Same story with gay sex. You could absolutely argue that anal sex counts as sex despite its definition in our lexicon, but still; many gay men don't practice anal sex at all. Some men consider blow jobs to be sex; an act that categorically falls under the umbrella of "foreplay" in our language. Yet by not acknowledging the blowjob as sex, there's an implication that what they did was a step down from the "real thing."

Same story with straight sex in which no one's penis goes in a hole.

To us, that just seems wrong. Why imply, when two people are perfectly certain they're fucking each other, that they're not?

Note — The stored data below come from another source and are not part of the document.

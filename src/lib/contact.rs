use folio_core::contact::{ContactSubmission, FormOutcome};
use folio_dom::{
    DomResult,
    events::listen,
    platform::document::{Page, query_all_within, query_within},
};
use log::{debug, info, warn};
use wasm_bindgen::JsCast;
use web_sys::{Element, HtmlFormElement, HtmlInputElement, HtmlTextAreaElement};

use crate::CONTACT_FORM;

const TEXT_INPUTS: &str = "input[type=\"text\"]";
const EMAIL_INPUT: &str = "input[type=\"email\"]";
const MESSAGE_INPUT: &str = "textarea";

pub(crate) fn init_contact_form(page: &Page) -> DomResult<()> {
    let Some(form) = page.query(CONTACT_FORM)? else {
        debug!("contact: form missing");
        return Ok(());
    };
    let Ok(form) = form.dyn_into::<HtmlFormElement>() else {
        debug!("contact: {CONTACT_FORM} is not a form");
        return Ok(());
    };

    let handle = page.clone();
    let submitted = form.clone();
    listen(&form, "submit", move |event| {
        event.prevent_default();
        match submit(&handle, &submitted) {
            Ok(outcome) => debug!("contact: submit outcome={outcome:?}"),
            Err(err) => warn!("contact: submit failed: {err}"),
        }
    })?;

    info!("contact: form ready");
    Ok(())
}

fn submit(page: &Page, form: &HtmlFormElement) -> DomResult<FormOutcome> {
    // Name and subject are the first and second plain text inputs.
    let text_inputs = query_all_within(form, TEXT_INPUTS)?;
    let name = text_inputs.first().and_then(input_value);
    let subject = text_inputs.get(1).and_then(input_value);
    let email = query_within(form, EMAIL_INPUT)?
        .as_ref()
        .and_then(input_value);
    let message = query_within(form, MESSAGE_INPUT)?
        .and_then(|element| element.dyn_into::<HtmlTextAreaElement>().ok())
        .map(|textarea| textarea.value());

    let outcome = ContactSubmission {
        name: name.as_deref(),
        email: email.as_deref(),
        subject: subject.as_deref(),
        message: message.as_deref(),
    }
    .validate();

    page.alert(outcome.alert_message())?;
    if outcome.resets_form() {
        form.reset();
    }

    Ok(outcome)
}

fn input_value(element: &Element) -> Option<String> {
    element.dyn_ref::<HtmlInputElement>().map(HtmlInputElement::value)
}
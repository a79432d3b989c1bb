//! Viewport geometry for hosts that cannot deliver intersection signals.

/// Vertical extent of an element relative to the top of the viewport.
#[derive(Clone, Copy, Debug, PartialEq)]
pub struct Bounds {
    pub top: f32,
    pub height: f32,
}

impl Bounds {
    pub const fn new(top: f32, height: f32) -> Self {
        Self { top, height }
    }

    pub fn bottom(self) -> f32 {
        self.top + self.height
    }

    /// Edge-adjacent elements count as intersecting.
    pub fn intersects(self, viewport_height: f32) -> bool {
        viewport_height > 0.0 && self.top <= viewport_height && self.bottom() >= 0.0
    }
}

/// Fraction (0.0..=1.0) of `bounds` that lies inside a viewport of the given
/// height.
pub fn intersection_ratio(bounds: Bounds, viewport_height: f32) -> f32 {
    if !bounds.intersects(viewport_height) {
        return 0.0;
    }

    // Zero-area elements report full visibility while inside, like the host API.
    if bounds.height <= 0.0 {
        return 1.0;
    }

    let visible = bounds.bottom().min(viewport_height) - bounds.top.max(0.0);
    if visible <= 0.0 {
        0.0
    } else {
        (visible / bounds.height).min(1.0)
    }
}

Yet, sexuality itself isn't the issue here; it's the definition of what sex actually is, something that's both hotly debated and highly subjective.

The bottom line is, sex is whatever it means to you. If you consider oral sex "sex," congratulations it is. If you think it's anal, it is. If you think it's dry humping in a hammock, fuck it: that's sex.

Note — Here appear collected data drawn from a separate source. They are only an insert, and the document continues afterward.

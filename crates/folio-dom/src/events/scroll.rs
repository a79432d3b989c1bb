use folio_core::tracker::ActiveSectionTracker;
use log::{info, warn};
use web_sys::Element;

use super::listen;
use crate::{
    DomResult,
    platform::document::{Page, offset_top},
    render::links::LinkClasses,
};

/// Call `handler` with the vertical scroll offset on every scroll event.
pub fn on_scroll<F>(page: &Page, mut handler: F) -> DomResult<()>
where
    F: FnMut(f32) + 'static,
{
    let handle = page.clone();
    listen(page.window(), "scroll", move |_| match handle.scroll_y() {
        Ok(scroll_y) => handler(scroll_y),
        Err(err) => warn!("scroll: offset unavailable: {err}"),
    })
}

pub struct SectionBinding<const S: usize, const L: usize> {
    pub tracker: ActiveSectionTracker<S, L>,
    /// Section elements in registration order.
    pub sections: Vec<Element>,
    pub links: LinkClasses,
}

/// Re-measure section tops and reconcile the nav highlight on every tick.
pub fn track_sections<const S: usize, const L: usize>(
    page: &Page,
    binding: SectionBinding<S, L>,
) -> DomResult<()> {
    info!(
        "nav-dom: tracking sections={} links={}",
        binding.tracker.sections().len(),
        binding.tracker.links().len()
    );

    let mut binding = binding;
    on_scroll(page, move |scroll_y| {
        let SectionBinding {
            tracker,
            sections,
            links,
        } = &mut binding;

        for (index, element) in sections.iter().enumerate() {
            tracker.set_section_top(index, offset_top(element));
        }
        if let Err(err) = tracker.on_scroll(scroll_y, links) {
            warn!("nav-dom: highlight failed: {err}");
        }
    })
}
//! Client-side contact form check. Nothing is sent anywhere.

pub const THANK_YOU_MESSAGE: &str = "شكراً لك! تم إرسال رسالتك بنجاح. سأتواصل معك قريباً.";
pub const MISSING_FIELDS_MESSAGE: &str = "يرجى ملء جميع الحقول";

/// Raw field values; `None` when the form lacks the field.
#[derive(Clone, Copy, Debug, Default, Eq, PartialEq)]
pub struct ContactSubmission<'a> {
    pub name: Option<&'a str>,
    pub email: Option<&'a str>,
    pub subject: Option<&'a str>,
    pub message: Option<&'a str>,
}

#[derive(Clone, Copy, Debug, Eq, PartialEq)]
pub enum FormOutcome {
    Accepted,
    MissingFields,
}

impl FormOutcome {
    pub const fn alert_message(self) -> &'static str {
        match self {
            Self::Accepted => THANK_YOU_MESSAGE,
            Self::MissingFields => MISSING_FIELDS_MESSAGE,
        }
    }

    pub const fn resets_form(self) -> bool {
        matches!(self, Self::Accepted)
    }
}

/// Whitespace as a browser trims it, byte order mark included.
fn is_blank_char(c: char) -> bool {
    c.is_whitespace() || c == '\u{feff}'
}

fn is_filled(field: Option<&str>) -> bool {
    field.is_some_and(|value| !value.trim_matches(is_blank_char).is_empty())
}

impl ContactSubmission<'_> {
    pub fn validate(&self) -> FormOutcome {
        let fields = [self.name, self.email, self.subject, self.message];
        if fields.into_iter().all(is_filled) {
            FormOutcome::Accepted
        } else {
            FormOutcome::MissingFields
        }
    }
}
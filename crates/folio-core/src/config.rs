//! Page-wide tuning values.
//!
//! The constants are the policy the page ships with. [`PageConfig`] carries
//! the same values as one copyable struct so the wiring can be handed a single
//! configuration and tests can pin alternative values explicitly.

use crate::reveal::Threshold;

/// Look-ahead added to the scroll offset before comparing it with section tops.
pub const SCROLL_BIAS: f32 = 200.0;
/// Visible fraction of a skill card required before its bar fills.
pub const SKILL_BAR_THRESHOLD: Threshold = Threshold::new(0.5);
/// Visible fraction of a section wrapper required before it fades in.
pub const SECTION_THRESHOLD: Threshold = Threshold::new(0.1);
/// Downward offset of a concealed section, in CSS pixels.
pub const REVEAL_OFFSET: f32 = 30.0;
pub const REVEAL_TRANSITION: &str = "opacity 0.6s ease, transform 0.6s ease";
/// Scroll offset past which the navbar switches to its solid background.
pub const NAVBAR_SOLID_AFTER: f32 = 50.0;
pub const TYPING_START_DELAY_MS: u32 = 500;
pub const TYPING_STEP_MS: u32 = 100;

#[derive(Clone, Copy, Debug, PartialEq)]
pub struct PageConfig {
    pub scroll_bias: f32,
    pub skill_bar_threshold: Threshold,
    pub section_threshold: Threshold,
    pub navbar_solid_after: f32,
    pub typing_start_delay_ms: u32,
    pub typing_step_ms: u32,
}

impl Default for PageConfig {
    fn default() -> Self {
        Self {
            scroll_bias: SCROLL_BIAS,
            skill_bar_threshold: SKILL_BAR_THRESHOLD,
            section_threshold: SECTION_THRESHOLD,
            navbar_solid_after: NAVBAR_SOLID_AFTER,
            typing_start_delay_ms: TYPING_START_DELAY_MS,
            typing_step_ms: TYPING_STEP_MS,
        }
    }
}

impl PageConfig {
    pub const fn with_scroll_bias(mut self, scroll_bias: f32) -> Self {
        self.scroll_bias = scroll_bias;
        self
    }

    pub const fn with_skill_bar_threshold(mut self, threshold: Threshold) -> Self {
        self.skill_bar_threshold = threshold;
        self
    }

    pub const fn with_section_threshold(mut self, threshold: Threshold) -> Self {
        self.section_threshold = threshold;
        self
    }

    pub const fn with_navbar_solid_after(mut self, navbar_solid_after: f32) -> Self {
        self.navbar_solid_after = navbar_solid_after;
        self
    }

    pub const fn with_typing_delays(mut self, start_delay_ms: u32, step_ms: u32) -> Self {
        self.typing_start_delay_ms = start_delay_ms;
        self.typing_step_ms = step_ms;
        self
    }
}
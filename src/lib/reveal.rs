use folio_core::{
    config::{PageConfig, REVEAL_TRANSITION},
    reveal::{MAX_REVEAL_TARGETS, TargetKind, Threshold, VisibilityWatcher, parse_level},
};
use folio_dom::{
    DomResult,
    events::intersection::{RevealBinding, feed_reveals},
    platform::document::{Page, html_element, query_within},
    render::style::{ElementStyles, RevealTarget},
};
use log::debug;

use crate::{SECTION_WRAPPERS, SKILL_BAR, SKILL_CARDS, SKILL_LEVEL_ATTR};

pub(crate) fn init_skill_bars(page: &Page, config: &PageConfig) -> DomResult<()> {
    let mut kinds = Vec::new();
    let mut targets = Vec::new();

    for card in page.query_all(SKILL_CARDS)? {
        let bar = query_within(&card, SKILL_BAR)?;
        let level_pct = bar
            .as_ref()
            .and_then(|bar| bar.get_attribute(SKILL_LEVEL_ATTR))
            .and_then(|raw| parse_level(&raw));
        let Some(card) = html_element(card) else {
            continue;
        };

        kinds.push(TargetKind::SkillBar { level_pct });
        targets.push(RevealTarget::skill_card(card, bar.and_then(html_element)));
    }

    reveal(page, kinds, targets, config.skill_bar_threshold, None, "skills")
}

pub(crate) fn init_scroll_animations(page: &Page, config: &PageConfig) -> DomResult<()> {
    let targets: Vec<RevealTarget> = page
        .query_all(SECTION_WRAPPERS)?
        .into_iter()
        .filter_map(html_element)
        .map(RevealTarget::section)
        .collect();
    let kinds = vec![TargetKind::Section; targets.len()];

    reveal(
        page,
        kinds,
        targets,
        config.section_threshold,
        Some(REVEAL_TRANSITION),
        "sections",
    )
}

fn reveal(
    page: &Page,
    kinds: Vec<TargetKind>,
    mut targets: Vec<RevealTarget>,
    threshold: Threshold,
    transition: Option<&'static str>,
    label: &'static str,
) -> DomResult<()> {
    if targets.is_empty() {
        debug!("reveal: {label} has no targets");
        return Ok(());
    }

    let mut watcher = VisibilityWatcher::<MAX_REVEAL_TARGETS>::new();
    let registered = watcher.register(kinds, threshold);
    targets.truncate(usize::from(registered.registered));

    let binding = RevealBinding {
        watcher,
        styles: ElementStyles::new(targets, transition),
    };
    feed_reveals(page, binding, threshold, label)?;
    Ok(())
}
pub mod intersection;
pub mod scroll;

use wasm_bindgen::{JsCast, prelude::Closure};
use web_sys::{Event, EventTarget, Window};

use crate::DomResult;

/// Attach `handler` for the lifetime of the page.
pub fn listen<F>(target: &EventTarget, event: &str, handler: F) -> DomResult<()>
where
    F: FnMut(Event) + 'static,
{
    let closure = Closure::<dyn FnMut(Event)>::new(handler);
    target.add_event_listener_with_callback(event, closure.as_ref().unchecked_ref())?;
    // Never removed; the host keeps the only reference.
    closure.forget();
    Ok(())
}

pub fn set_timeout<F>(window: &Window, delay_ms: u32, callback: F) -> DomResult<()>
where
    F: FnOnce() + 'static,
{
    let callback = Closure::once_into_js(callback);
    let delay_ms = i32::try_from(delay_ms).unwrap_or(i32::MAX);
    window.set_timeout_with_callback_and_timeout_and_arguments_0(
        callback.unchecked_ref(),
        delay_ms,
    )?;
    Ok(())
}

Penetrative sex is not the end-all, be-all coital behavior, something sex researchers and activists are increasingly trying to relay to the people they educate.

"Foreplay does not exist. It's just not a thing," said sex educator Jack Lamon of Toronto's infamous Come As You Are sex toy shop on Episode 496 of Dan Savage's Savage Lovecast. "It's just play. P-in-V sex is not the end-all, be-all play. God, there's just so much more out there."

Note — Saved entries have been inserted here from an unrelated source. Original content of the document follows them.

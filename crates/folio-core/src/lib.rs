#![cfg_attr(not(test), no_std)]

//! Host-independent state for the portfolio page behaviors.
//!
//! Every type here is a small state machine or a pure function. Browser side
//! effects go through the sink traits ([`reveal::RevealSink`],
//! [`tracker::LinkHighlighter`]) so the logic runs under `cargo test` without
//! a rendering environment.

extern crate alloc;

pub mod anchor;
pub mod config;
pub mod contact;
pub mod geometry;
pub mod menu;
pub mod navbar;
pub mod reveal;
pub mod tracker;
pub mod typing;
//! Navigation highlight that follows the section currently scrolled past.
//!
//! Each scroll tick resolves the current section from the registered section
//! tops, then reconciles the nav links so that at most one is active.

use alloc::string::String;

use heapless::Vec;
use log::{debug, warn};

use crate::config::SCROLL_BIAS;

pub const MAX_SECTIONS: usize = 64;
pub const MAX_NAV_LINKS: usize = 64;

fn section_id(raw: &str) -> Option<String> {
    if raw.is_empty() {
        return None;
    }

    Some(String::from(raw))
}

/// Target identifier of an in-page link: `"#about"` -> `"about"`.
pub fn fragment_target(href: &str) -> Option<&str> {
    href.strip_prefix('#').filter(|id| !id.is_empty())
}

#[derive(Clone, Debug, PartialEq)]
pub struct Section {
    /// `None` for an empty id; such a section still occupies its slot but
    /// no link can match it.
    id: Option<String>,
    top: f32,
}

impl Section {
    pub fn new(id: &str, top: f32) -> Self {
        Self {
            id: section_id(id),
            top,
        }
    }

    pub fn id(&self) -> Option<&str> {
        self.id.as_deref()
    }

    pub fn top(&self) -> f32 {
        self.top
    }
}

#[derive(Clone, Debug, Eq, PartialEq)]
pub struct NavLink {
    target: Option<String>,
    active: bool,
}

impl NavLink {
    pub fn from_href(href: &str) -> Self {
        Self {
            target: fragment_target(href).and_then(section_id),
            active: false,
        }
    }

    pub fn target(&self) -> Option<&str> {
        self.target.as_deref()
    }

    pub fn is_active(&self) -> bool {
        self.active
    }
}

/// Index of the last section, in document order, whose top is at or above
/// `scroll_y + bias`.
pub fn current_section(sections: &[Section], scroll_y: f32, bias: f32) -> Option<usize> {
    let line = scroll_y + bias;
    let mut current = None;

    for (index, section) in sections.iter().enumerate() {
        if section.top <= line {
            current = Some(index);
        }
    }

    current
}

/// Deactivate every link, then activate the first one pointing at `current`.
pub fn reconcile(links: &mut [NavLink], current: Option<&str>) -> Option<usize> {
    for link in links.iter_mut() {
        link.active = false;
    }

    let current = current?;
    let index = links
        .iter()
        .position(|link| link.target() == Some(current))?;
    links[index].active = true;
    Some(index)
}

/// Host surface for the link `active` class.
pub trait LinkHighlighter {
    type Error;

    fn set_active(&mut self, link: usize, active: bool) -> Result<(), Self::Error>;
}

#[derive(Clone, Copy, Debug, Eq, PartialEq)]
pub struct TrackerLoadResult {
    pub sections: u16,
    pub links: u16,
    pub truncated: bool,
}

impl TrackerLoadResult {
    const EMPTY: Self = Self {
        sections: 0,
        links: 0,
        truncated: false,
    };
}

#[derive(Clone, Copy, Debug, Eq, PartialEq)]
pub struct ScrollUpdate {
    pub section: Option<usize>,
    pub previous: Option<usize>,
    pub active: Option<usize>,
}

impl ScrollUpdate {
    pub fn changed(&self) -> bool {
        self.previous != self.active
    }
}

pub struct ActiveSectionTracker<const S: usize = MAX_SECTIONS, const L: usize = MAX_NAV_LINKS> {
    sections: Vec<Section, S>,
    links: Vec<NavLink, L>,
    bias: f32,
    active: Option<usize>,
}

impl<const S: usize, const L: usize> Default for ActiveSectionTracker<S, L> {
    fn default() -> Self {
        Self::new()
    }
}

impl<const S: usize, const L: usize> ActiveSectionTracker<S, L> {
    pub const fn new() -> Self {
        Self::with_bias(SCROLL_BIAS)
    }

    pub const fn with_bias(bias: f32) -> Self {
        Self {
            sections: Vec::new(),
            links: Vec::new(),
            bias,
            active: None,
        }
    }

    /// Load sections `(id, top)` in document order and nav link hrefs.
    ///
    /// Nothing is loaded unless both lists are non-empty. Entries past the
    /// capacity are dropped and reported through
    /// [`TrackerLoadResult::truncated`].
    pub fn register<'a, IS, IL>(&mut self, sections: IS, links: IL) -> TrackerLoadResult
    where
        IS: IntoIterator<Item = (&'a str, f32)>,
        IL: IntoIterator<Item = &'a str>,
    {
        let mut staged_sections = Vec::<Section, S>::new();
        let mut staged_links = Vec::<NavLink, L>::new();
        let mut truncated = false;

        for (id, top) in sections {
            if staged_sections.push(Section::new(id, top)).is_err() {
                truncated = true;
                break;
            }
        }
        for href in links {
            if staged_links.push(NavLink::from_href(href)).is_err() {
                truncated = true;
                break;
            }
        }

        if staged_sections.is_empty() || staged_links.is_empty() {
            debug!(
                "nav-track: register skipped sections={} links={}",
                staged_sections.len(),
                staged_links.len()
            );
            return TrackerLoadResult::EMPTY;
        }

        if truncated {
            warn!(
                "nav-track: registry full section_capacity={} link_capacity={}",
                S, L
            );
        }

        let result = TrackerLoadResult {
            sections: staged_sections.len() as u16,
            links: staged_links.len() as u16,
            truncated,
        };
        self.sections = staged_sections;
        self.links = staged_links;
        self.active = None;
        debug!(
            "nav-track: registered sections={} links={} bias={}",
            result.sections, result.links, self.bias
        );

        result
    }

    pub fn is_empty(&self) -> bool {
        self.sections.is_empty()
    }

    pub fn sections(&self) -> &[Section] {
        &self.sections
    }

    pub fn links(&self) -> &[NavLink] {
        &self.links
    }

    pub fn active_link(&self) -> Option<usize> {
        self.active
    }

    pub fn bias(&self) -> f32 {
        self.bias
    }

    /// Record a new layout position for a section. Returns `false` for an
    /// unknown index.
    pub fn set_section_top(&mut self, index: usize, top: f32) -> bool {
        match self.sections.get_mut(index) {
            Some(section) => {
                section.top = top;
                true
            }
            None => false,
        }
    }

    pub fn on_scroll<H: LinkHighlighter>(
        &mut self,
        scroll_y: f32,
        highlighter: &mut H,
    ) -> Result<ScrollUpdate, H::Error> {
        let section = current_section(&self.sections, scroll_y, self.bias);
        let current_id = section.and_then(|index| self.sections[index].id());
        let previous = self.active;
        let active = reconcile(&mut self.links, current_id);
        self.active = active;

        for index in 0..self.links.len() {
            highlighter.set_active(index, false)?;
        }
        if let Some(index) = active {
            highlighter.set_active(index, true)?;
        }

        let update = ScrollUpdate {
            section,
            previous,
            active,
        };
        if update.changed() {
            debug!(
                "nav-track: scroll_y={} section={:?} link {:?} -> {:?}",
                scroll_y, current_id, previous, active
            );
        }

        Ok(update)
    }
}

Dan backed him up on air, saying "I completely agree. Talking about everything as foreplay frames P-in-V intercourse, or even PIA [penis in ass], or penis in … somewhere, as the terminus, as where you have to go or you didn't have sex is not okay."

Both these people are renowned, well-respected voices of sex education and sex positivity, and both advocated for eliminating foreplay from the sex lexicon.

When we make a categorical separation between foreplay and sex, we risk alienating the millions of people who don't partake in what we'd consider to be "traditional sex," aka, vaginal penetration. Instead, we should think of foreplay not as a step below sex or even an appetizer course before the entree, but acts that exist on the same playing field as penetration; acts meant to increase intimacy, fulfill desire and increase pleasure. Instead of calling something foreplay, let's call it whatever type of sex it is they're having, be it oral sex, anal sex, manual sex, sex with sex toys, etc. Changing our language around sex acts in this way could help concede that there are many types of sex outside the realm of vaginal penetration.

We're in no way suggesting we eliminate the acts we consider to be "foreplay." God no. Not at all. So-called "foreplay" is what makes the world go 'round, and many people rely on the acts associated with it to get off.

We're simply suggesting we broaden our definition of sex to include acts of foreplay so that we can include and respect the interests of people who don't fuck exactly the same as we do. Removing "foreplay" as a label also acknowledges that sex is an individual experience, capable of being defined not by society, but by the people actually involved. Sex is whatever you, personally, want it to be, and if you want it to be flinging rubber bands at an erect penis while listening to "Careless Whisper" by George Michael on a jetski, then you have our blessing. Good talk.